── EXERCISE INPUTS

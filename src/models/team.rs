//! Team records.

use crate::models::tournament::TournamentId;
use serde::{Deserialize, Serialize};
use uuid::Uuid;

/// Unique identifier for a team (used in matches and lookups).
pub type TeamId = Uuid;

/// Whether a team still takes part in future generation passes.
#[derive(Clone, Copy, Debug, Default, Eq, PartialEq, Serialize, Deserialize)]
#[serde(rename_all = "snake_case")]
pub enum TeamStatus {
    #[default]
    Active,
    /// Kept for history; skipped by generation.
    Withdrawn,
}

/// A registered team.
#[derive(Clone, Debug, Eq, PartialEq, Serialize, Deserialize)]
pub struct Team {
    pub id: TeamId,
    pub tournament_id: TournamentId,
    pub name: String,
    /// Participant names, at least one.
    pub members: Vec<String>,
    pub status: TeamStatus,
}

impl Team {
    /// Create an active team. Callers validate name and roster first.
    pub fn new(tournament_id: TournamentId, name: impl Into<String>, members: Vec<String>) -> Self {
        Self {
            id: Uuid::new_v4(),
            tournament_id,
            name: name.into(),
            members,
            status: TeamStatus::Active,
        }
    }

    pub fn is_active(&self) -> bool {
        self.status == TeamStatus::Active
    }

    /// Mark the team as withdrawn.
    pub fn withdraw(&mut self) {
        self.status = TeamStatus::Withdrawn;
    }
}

────
── EXERCISE INPUTS

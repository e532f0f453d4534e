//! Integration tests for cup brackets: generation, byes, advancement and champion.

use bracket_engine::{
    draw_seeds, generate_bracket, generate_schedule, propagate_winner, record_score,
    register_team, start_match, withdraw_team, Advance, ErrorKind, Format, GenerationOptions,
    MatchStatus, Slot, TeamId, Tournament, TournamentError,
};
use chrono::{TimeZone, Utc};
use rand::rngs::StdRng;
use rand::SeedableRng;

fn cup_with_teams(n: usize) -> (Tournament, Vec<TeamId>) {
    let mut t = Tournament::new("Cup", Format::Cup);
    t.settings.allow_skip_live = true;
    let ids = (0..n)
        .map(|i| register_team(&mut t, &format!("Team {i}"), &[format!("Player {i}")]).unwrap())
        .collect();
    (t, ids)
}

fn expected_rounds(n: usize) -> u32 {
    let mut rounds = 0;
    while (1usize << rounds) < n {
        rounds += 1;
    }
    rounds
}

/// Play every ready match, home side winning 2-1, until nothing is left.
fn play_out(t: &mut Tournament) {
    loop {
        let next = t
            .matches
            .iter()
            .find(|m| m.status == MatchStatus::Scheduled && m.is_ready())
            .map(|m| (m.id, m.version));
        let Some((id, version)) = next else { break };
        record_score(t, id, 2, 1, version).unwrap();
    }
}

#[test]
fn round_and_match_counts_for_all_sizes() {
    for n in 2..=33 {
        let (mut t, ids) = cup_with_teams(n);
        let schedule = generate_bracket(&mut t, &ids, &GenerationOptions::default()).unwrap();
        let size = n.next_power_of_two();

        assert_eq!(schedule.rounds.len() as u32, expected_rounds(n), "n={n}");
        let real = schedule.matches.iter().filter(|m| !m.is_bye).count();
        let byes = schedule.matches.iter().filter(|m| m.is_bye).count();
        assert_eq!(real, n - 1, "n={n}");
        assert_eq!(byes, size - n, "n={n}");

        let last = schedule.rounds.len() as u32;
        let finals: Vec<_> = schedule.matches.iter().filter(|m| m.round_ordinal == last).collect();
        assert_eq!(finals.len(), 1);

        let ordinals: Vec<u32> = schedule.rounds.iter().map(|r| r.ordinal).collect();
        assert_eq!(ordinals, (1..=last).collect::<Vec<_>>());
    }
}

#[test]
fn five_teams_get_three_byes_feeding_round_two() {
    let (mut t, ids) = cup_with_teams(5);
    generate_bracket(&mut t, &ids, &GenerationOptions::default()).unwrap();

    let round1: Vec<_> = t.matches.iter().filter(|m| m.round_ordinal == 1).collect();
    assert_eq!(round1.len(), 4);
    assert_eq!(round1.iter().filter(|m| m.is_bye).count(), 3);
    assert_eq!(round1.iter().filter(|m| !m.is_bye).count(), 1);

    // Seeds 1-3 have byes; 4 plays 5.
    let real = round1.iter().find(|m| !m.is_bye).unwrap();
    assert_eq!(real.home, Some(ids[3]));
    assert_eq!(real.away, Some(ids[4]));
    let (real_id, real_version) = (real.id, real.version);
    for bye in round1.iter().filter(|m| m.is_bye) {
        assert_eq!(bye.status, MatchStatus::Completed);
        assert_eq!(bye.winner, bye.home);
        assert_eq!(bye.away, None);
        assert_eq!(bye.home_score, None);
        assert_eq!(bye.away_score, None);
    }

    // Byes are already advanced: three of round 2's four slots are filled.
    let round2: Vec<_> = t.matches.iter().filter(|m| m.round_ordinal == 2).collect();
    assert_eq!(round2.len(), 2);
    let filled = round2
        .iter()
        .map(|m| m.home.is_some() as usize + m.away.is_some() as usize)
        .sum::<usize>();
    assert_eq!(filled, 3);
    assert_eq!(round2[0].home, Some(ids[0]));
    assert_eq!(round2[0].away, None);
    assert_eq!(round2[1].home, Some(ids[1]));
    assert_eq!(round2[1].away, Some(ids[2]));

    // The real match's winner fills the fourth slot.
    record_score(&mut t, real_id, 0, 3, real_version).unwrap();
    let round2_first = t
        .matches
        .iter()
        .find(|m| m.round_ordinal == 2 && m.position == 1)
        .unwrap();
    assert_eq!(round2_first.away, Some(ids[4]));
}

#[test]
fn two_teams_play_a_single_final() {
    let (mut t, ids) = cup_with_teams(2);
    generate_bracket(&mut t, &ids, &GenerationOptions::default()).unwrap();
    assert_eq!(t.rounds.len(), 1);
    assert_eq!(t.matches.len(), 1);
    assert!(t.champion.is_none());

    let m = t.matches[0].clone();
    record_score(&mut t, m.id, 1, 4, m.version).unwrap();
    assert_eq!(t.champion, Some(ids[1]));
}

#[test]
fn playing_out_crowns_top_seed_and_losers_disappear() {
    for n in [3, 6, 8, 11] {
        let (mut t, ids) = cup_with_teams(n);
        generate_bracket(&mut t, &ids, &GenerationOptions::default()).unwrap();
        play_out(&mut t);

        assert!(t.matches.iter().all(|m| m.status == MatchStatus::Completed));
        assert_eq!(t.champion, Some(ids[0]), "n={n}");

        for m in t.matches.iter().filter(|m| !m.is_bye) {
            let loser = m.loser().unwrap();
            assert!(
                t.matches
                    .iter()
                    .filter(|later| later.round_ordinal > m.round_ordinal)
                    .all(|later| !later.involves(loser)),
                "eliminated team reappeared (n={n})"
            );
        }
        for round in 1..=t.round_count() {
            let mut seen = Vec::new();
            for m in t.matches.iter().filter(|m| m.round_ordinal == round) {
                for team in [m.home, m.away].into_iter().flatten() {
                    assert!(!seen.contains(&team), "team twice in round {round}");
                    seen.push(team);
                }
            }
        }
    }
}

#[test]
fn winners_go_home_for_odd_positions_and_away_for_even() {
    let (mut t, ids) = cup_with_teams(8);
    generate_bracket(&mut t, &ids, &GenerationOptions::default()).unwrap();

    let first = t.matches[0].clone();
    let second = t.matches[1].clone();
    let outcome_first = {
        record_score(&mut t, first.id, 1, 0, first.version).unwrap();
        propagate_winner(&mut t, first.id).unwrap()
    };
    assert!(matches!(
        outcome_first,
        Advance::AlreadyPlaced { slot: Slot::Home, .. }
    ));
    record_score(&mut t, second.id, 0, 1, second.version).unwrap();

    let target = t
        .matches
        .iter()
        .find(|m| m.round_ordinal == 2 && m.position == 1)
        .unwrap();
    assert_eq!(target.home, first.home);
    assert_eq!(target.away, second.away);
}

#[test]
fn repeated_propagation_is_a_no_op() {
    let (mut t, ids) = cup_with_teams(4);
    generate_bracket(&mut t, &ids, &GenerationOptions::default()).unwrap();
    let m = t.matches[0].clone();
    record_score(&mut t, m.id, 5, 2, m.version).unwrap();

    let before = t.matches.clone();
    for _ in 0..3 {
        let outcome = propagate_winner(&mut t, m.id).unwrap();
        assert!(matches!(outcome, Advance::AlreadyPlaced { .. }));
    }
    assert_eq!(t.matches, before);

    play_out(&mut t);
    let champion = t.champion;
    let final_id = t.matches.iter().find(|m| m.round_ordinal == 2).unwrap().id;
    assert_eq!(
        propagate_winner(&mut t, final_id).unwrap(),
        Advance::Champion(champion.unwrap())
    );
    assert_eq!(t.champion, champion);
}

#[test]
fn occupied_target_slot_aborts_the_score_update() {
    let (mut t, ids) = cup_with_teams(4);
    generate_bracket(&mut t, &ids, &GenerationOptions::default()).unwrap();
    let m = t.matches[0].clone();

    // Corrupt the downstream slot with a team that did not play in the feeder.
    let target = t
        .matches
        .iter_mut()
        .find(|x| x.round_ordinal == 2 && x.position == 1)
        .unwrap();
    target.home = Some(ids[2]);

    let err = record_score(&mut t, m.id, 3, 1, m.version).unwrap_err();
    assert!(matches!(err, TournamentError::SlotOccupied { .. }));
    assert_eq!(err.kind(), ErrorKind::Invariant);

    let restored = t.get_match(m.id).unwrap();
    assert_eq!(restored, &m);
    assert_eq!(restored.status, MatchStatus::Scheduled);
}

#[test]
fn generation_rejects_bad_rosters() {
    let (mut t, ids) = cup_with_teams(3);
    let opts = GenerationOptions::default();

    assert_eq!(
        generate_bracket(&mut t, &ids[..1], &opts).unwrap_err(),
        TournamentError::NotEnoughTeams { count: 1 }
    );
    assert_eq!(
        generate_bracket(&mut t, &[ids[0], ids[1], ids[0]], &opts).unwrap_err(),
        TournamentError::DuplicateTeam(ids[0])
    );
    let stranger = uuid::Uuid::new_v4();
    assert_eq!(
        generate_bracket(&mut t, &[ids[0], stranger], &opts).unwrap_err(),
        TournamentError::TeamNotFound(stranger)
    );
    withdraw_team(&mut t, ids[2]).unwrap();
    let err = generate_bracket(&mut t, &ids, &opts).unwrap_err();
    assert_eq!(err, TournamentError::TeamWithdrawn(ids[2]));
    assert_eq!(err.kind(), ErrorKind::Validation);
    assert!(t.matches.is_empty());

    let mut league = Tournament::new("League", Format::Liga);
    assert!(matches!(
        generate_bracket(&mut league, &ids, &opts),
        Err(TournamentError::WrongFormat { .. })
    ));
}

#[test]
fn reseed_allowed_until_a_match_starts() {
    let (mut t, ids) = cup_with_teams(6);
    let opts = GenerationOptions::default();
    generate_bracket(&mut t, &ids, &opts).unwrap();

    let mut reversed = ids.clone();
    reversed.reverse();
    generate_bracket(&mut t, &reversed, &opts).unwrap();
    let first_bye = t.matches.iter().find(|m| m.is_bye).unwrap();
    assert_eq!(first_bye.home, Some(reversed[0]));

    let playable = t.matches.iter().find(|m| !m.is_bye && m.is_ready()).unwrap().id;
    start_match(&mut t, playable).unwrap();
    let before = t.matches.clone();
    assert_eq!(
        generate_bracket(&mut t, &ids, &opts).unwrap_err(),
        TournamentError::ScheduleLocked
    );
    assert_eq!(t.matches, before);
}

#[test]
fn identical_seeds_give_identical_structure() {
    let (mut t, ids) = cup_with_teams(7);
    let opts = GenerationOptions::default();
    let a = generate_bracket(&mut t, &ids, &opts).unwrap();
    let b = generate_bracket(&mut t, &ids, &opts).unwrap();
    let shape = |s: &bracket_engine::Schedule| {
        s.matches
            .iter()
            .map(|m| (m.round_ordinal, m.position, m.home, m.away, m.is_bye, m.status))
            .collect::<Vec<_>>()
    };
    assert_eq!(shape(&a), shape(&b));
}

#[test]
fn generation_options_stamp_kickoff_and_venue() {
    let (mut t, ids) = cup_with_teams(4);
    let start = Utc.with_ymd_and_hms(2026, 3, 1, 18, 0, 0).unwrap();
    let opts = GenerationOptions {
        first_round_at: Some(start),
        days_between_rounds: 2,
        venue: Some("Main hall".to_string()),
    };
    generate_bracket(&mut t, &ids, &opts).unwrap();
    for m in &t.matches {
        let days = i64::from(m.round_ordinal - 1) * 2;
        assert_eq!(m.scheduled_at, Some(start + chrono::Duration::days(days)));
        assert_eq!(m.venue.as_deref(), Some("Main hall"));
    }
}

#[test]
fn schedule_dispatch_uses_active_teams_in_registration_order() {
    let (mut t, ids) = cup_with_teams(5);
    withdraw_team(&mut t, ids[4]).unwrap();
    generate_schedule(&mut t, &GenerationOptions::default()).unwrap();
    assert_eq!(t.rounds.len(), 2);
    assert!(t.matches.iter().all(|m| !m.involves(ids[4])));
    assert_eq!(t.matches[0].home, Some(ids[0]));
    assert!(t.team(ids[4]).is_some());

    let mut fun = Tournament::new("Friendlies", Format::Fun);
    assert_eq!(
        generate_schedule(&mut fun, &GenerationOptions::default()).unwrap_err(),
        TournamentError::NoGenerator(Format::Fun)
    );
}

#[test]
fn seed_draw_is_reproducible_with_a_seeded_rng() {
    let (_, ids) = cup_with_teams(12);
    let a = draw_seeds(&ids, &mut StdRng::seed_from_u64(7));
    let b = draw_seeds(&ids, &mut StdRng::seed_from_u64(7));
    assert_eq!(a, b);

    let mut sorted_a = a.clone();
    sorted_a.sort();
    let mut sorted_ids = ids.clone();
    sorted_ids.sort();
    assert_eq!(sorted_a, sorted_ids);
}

────

» INSTRUCTIONS FOR THE TASK
Tally the lines in the entries above that hold the string "stranger" and state the tally alone.

» WRITTEN ANSWER
3